Exercise description:
Filter the entries and keep only the lines where the string "ConfigBuilder" appears.

Study material:
--------------------
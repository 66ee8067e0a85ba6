//! Configuration for kvdb
//!
//! Centralized configuration with sensible defaults. A record comes from
//! [`Config::default`], the builder, or a YAML file:
//!
//! ```yaml
//! engine:
//!   type: in_memory
//! logger:
//!   level: info          # debug | info | warn | error
//!   output: stdout       # stdout | stderr | <file path>
//!   format: text         # text | json
//! network:
//!   address: 127.0.0.1:3223
//!   max_connections: 100
//!   max_message_size: 4096
//!   idle_timeout_secs: 300
//! ```
//!
//! Every key is optional; missing keys keep their defaults.

use std::fmt;
use std::fs;
use std::path::{Path, PathBuf};
use std::str::FromStr;
use std::time::Duration;

use serde::Deserialize;

use crate::error::{KvError, Result};
use crate::storage::EngineType;

/// Main configuration for a kvdb server
#[derive(Debug, Clone)]
pub struct Config {
    // -------------------------------------------------------------------------
    // Storage Configuration
    // -------------------------------------------------------------------------
    /// Storage engine backing the database
    pub engine: EngineType,

    // -------------------------------------------------------------------------
    // Network Configuration
    // -------------------------------------------------------------------------
    /// TCP listen address
    pub listen_addr: String,

    /// Max concurrent client connections (0 = unlimited)
    pub max_connections: usize,

    /// Largest request payload accepted, in bytes
    pub max_message_size: usize,

    /// Close connections that send nothing for this long
    pub idle_timeout: Option<Duration>,

    // -------------------------------------------------------------------------
    // Logging Configuration
    // -------------------------------------------------------------------------
    pub log: LogConfig,
}

impl Default for Config {
    fn default() -> Self {
        Self {
            engine: EngineType::default(),
            listen_addr: "127.0.0.1:3223".to_string(),
            max_connections: 100,
            max_message_size: 4096,
            idle_timeout: None,
            log: LogConfig::default(),
        }
    }
}

impl Config {
    /// Create a new config builder
    pub fn builder() -> ConfigBuilder {
        ConfigBuilder::default()
    }

    /// Load configuration from a YAML file
    ///
    /// Missing keys take their defaults; the result is validated.
    pub fn from_file(path: impl AsRef<Path>) -> Result<Self> {
        let path = path.as_ref();
        let content = fs::read_to_string(path).map_err(|e| {
            KvError::Config(format!("failed to read config file '{}': {e}", path.display()))
        })?;

        Self::from_yaml_str(&content).map_err(|e| match e {
            KvError::Config(message) => {
                KvError::Config(format!("{message} (in '{}')", path.display()))
            }
            other => other,
        })
    }

    /// Parse configuration from YAML text
    pub fn from_yaml_str(content: &str) -> Result<Self> {
        let file: FileConfig = if content.trim().is_empty() {
            FileConfig::default()
        } else {
            serde_yaml::from_str(content)
                .map_err(|e| KvError::Config(format!("failed to parse config: {e}")))?
        };

        let config = file.apply(Config::default())?;
        config.validate()?;
        Ok(config)
    }

    /// Start a builder from this record, for overriding single fields
    pub fn into_builder(self) -> ConfigBuilder {
        ConfigBuilder { config: self }
    }

    /// Check the record before it is handed to the server
    pub fn validate(&self) -> Result<()> {
        if self.listen_addr.trim().is_empty() {
            return Err(KvError::Config("listen address must not be empty".to_string()));
        }

        if self.max_message_size == 0 {
            return Err(KvError::Config("max message size must be non-zero".to_string()));
        }

        // The frame header carries the length as a u32
        if self.max_message_size as u64 > u32::MAX as u64 {
            return Err(KvError::Config(format!(
                "max message size {} exceeds the frame limit of {} bytes",
                self.max_message_size,
                u32::MAX
            )));
        }

        if self.idle_timeout == Some(Duration::ZERO) {
            return Err(KvError::Config("idle timeout must be non-zero".to_string()));
        }

        Ok(())
    }
}

/// Builder for Config
#[derive(Default)]
pub struct ConfigBuilder {
    config: Config,
}

impl ConfigBuilder {
    /// Set the storage engine
    pub fn engine(mut self, engine: EngineType) -> Self {
        self.config.engine = engine;
        self
    }

    /// Set the TCP listen address
    pub fn listen_addr(mut self, addr: impl Into<String>) -> Self {
        self.config.listen_addr = addr.into();
        self
    }

    /// Set the maximum number of concurrent connections
    pub fn max_connections(mut self, count: usize) -> Self {
        self.config.max_connections = count;
        self
    }

    /// Set the maximum request payload size (in bytes)
    pub fn max_message_size(mut self, size: usize) -> Self {
        self.config.max_message_size = size;
        self
    }

    /// Set the idle connection timeout
    pub fn idle_timeout(mut self, timeout: Option<Duration>) -> Self {
        self.config.idle_timeout = timeout;
        self
    }

    pub fn log_level(mut self, level: LogLevel) -> Self {
        self.config.log.level = level;
        self
    }

    pub fn log_output(mut self, output: LogOutput) -> Self {
        self.config.log.output = output;
        self
    }

    pub fn log_format(mut self, format: LogFormat) -> Self {
        self.config.log.format = format;
        self
    }

    pub fn build(self) -> Config {
        self.config
    }
}

// =============================================================================
// Logging
// =============================================================================

/// Where and how verbosely to log
#[derive(Debug, Clone, Default, PartialEq, Eq)]
pub struct LogConfig {
    pub level: LogLevel,
    pub output: LogOutput,
    pub format: LogFormat,
}

/// Minimum level of events that are emitted
#[derive(Debug, Clone, Copy, Default, PartialEq, Eq)]
pub enum LogLevel {
    Debug,
    #[default]
    Info,
    Warn,
    Error,
}

impl LogLevel {
    pub fn as_str(self) -> &'static str {
        match self {
            LogLevel::Debug => "debug",
            LogLevel::Info => "info",
            LogLevel::Warn => "warn",
            LogLevel::Error => "error",
        }
    }
}

impl fmt::Display for LogLevel {
    fn fmt(&self, f: &mut fmt::Formatter<'_>) -> fmt::Result {
        f.write_str(self.as_str())
    }
}

impl FromStr for LogLevel {
    type Err = KvError;

    fn from_str(s: &str) -> Result<Self> {
        match s.to_ascii_lowercase().as_str() {
            "debug" => Ok(LogLevel::Debug),
            "info" => Ok(LogLevel::Info),
            "warn" | "warning" => Ok(LogLevel::Warn),
            "error" => Ok(LogLevel::Error),
            other => Err(KvError::Config(format!("unknown log level: {other}"))),
        }
    }
}

/// Log destination
#[derive(Debug, Clone, Default, PartialEq, Eq)]
pub enum LogOutput {
    #[default]
    Stdout,
    Stderr,
    /// Append to a file, creating it and its parent directories
    File(PathBuf),
}

impl fmt::Display for LogOutput {
    fn fmt(&self, f: &mut fmt::Formatter<'_>) -> fmt::Result {
        match self {
            LogOutput::Stdout => f.write_str("stdout"),
            LogOutput::Stderr => f.write_str("stderr"),
            LogOutput::File(path) => write!(f, "{}", path.display()),
        }
    }
}

impl FromStr for LogOutput {
    type Err = KvError;

    /// `stdout`, `stderr`, or anything else as a file path
    fn from_str(s: &str) -> Result<Self> {
        match s {
            "" => Err(KvError::Config("log output must not be empty".to_string())),
            "stdout" => Ok(LogOutput::Stdout),
            "stderr" => Ok(LogOutput::Stderr),
            path => Ok(LogOutput::File(PathBuf::from(path))),
        }
    }
}

/// Log line encoding
#[derive(Debug, Clone, Copy, Default, PartialEq, Eq)]
pub enum LogFormat {
    /// Human-readable lines
    #[default]
    Text,
    /// One JSON object per event, with source file and line
    Json,
}

impl LogFormat {
    pub fn as_str(self) -> &'static str {
        match self {
            LogFormat::Text => "text",
            LogFormat::Json => "json",
        }
    }
}

impl fmt::Display for LogFormat {
    fn fmt(&self, f: &mut fmt::Formatter<'_>) -> fmt::Result {
        f.write_str(self.as_str())
    }
}

impl FromStr for LogFormat {
    type Err = KvError;

    fn from_str(s: &str) -> Result<Self> {
        match s.to_ascii_lowercase().as_str() {
            "text" => Ok(LogFormat::Text),
            "json" => Ok(LogFormat::Json),
            other => Err(KvError::Config(format!("unknown log format: {other}"))),
        }
    }
}

// =============================================================================
// File Layout
// =============================================================================

/// On-disk shape of the configuration file
#[derive(Debug, Default, Deserialize)]
#[serde(default, deny_unknown_fields)]
struct FileConfig {
    engine: EngineSection,
    logger: LoggerSection,
    network: NetworkSection,
}

#[derive(Debug, Default, Deserialize)]
#[serde(default, deny_unknown_fields)]
struct EngineSection {
    #[serde(rename = "type")]
    kind: Option<String>,
}

#[derive(Debug, Default, Deserialize)]
#[serde(default, deny_unknown_fields)]
struct LoggerSection {
    level: Option<String>,
    output: Option<String>,
    format: Option<String>,
}

#[derive(Debug, Default, Deserialize)]
#[serde(default, deny_unknown_fields)]
struct NetworkSection {
    address: Option<String>,
    max_connections: Option<usize>,
    max_message_size: Option<usize>,
    idle_timeout_secs: Option<u64>,
}

impl FileConfig {
    /// Overlay the keys present in the file onto `base`
    fn apply(self, base: Config) -> Result<Config> {
        let mut builder = base.into_builder();

        if let Some(kind) = self.engine.kind {
            builder = builder.engine(kind.parse()?);
        }

        if let Some(level) = self.logger.level {
            builder = builder.log_level(level.parse()?);
        }
        if let Some(output) = self.logger.output {
            builder = builder.log_output(output.parse()?);
        }
        if let Some(format) = self.logger.format {
            builder = builder.log_format(format.parse()?);
        }

        if let Some(address) = self.network.address {
            builder = builder.listen_addr(address);
        }
        if let Some(count) = self.network.max_connections {
            builder = builder.max_connections(count);
        }
        if let Some(size) = self.network.max_message_size {
            builder = builder.max_message_size(size);
        }
        if let Some(secs) = self.network.idle_timeout_secs {
            builder = builder.idle_timeout(Some(Duration::from_secs(secs)));
        }

        Ok(builder.build())
    }
}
--------------------
Task solution:
    pub fn builder() -> ConfigBuilder {
        ConfigBuilder::default()
    pub fn into_builder(self) -> ConfigBuilder {
        ConfigBuilder { config: self }
pub struct ConfigBuilder {
impl ConfigBuilder {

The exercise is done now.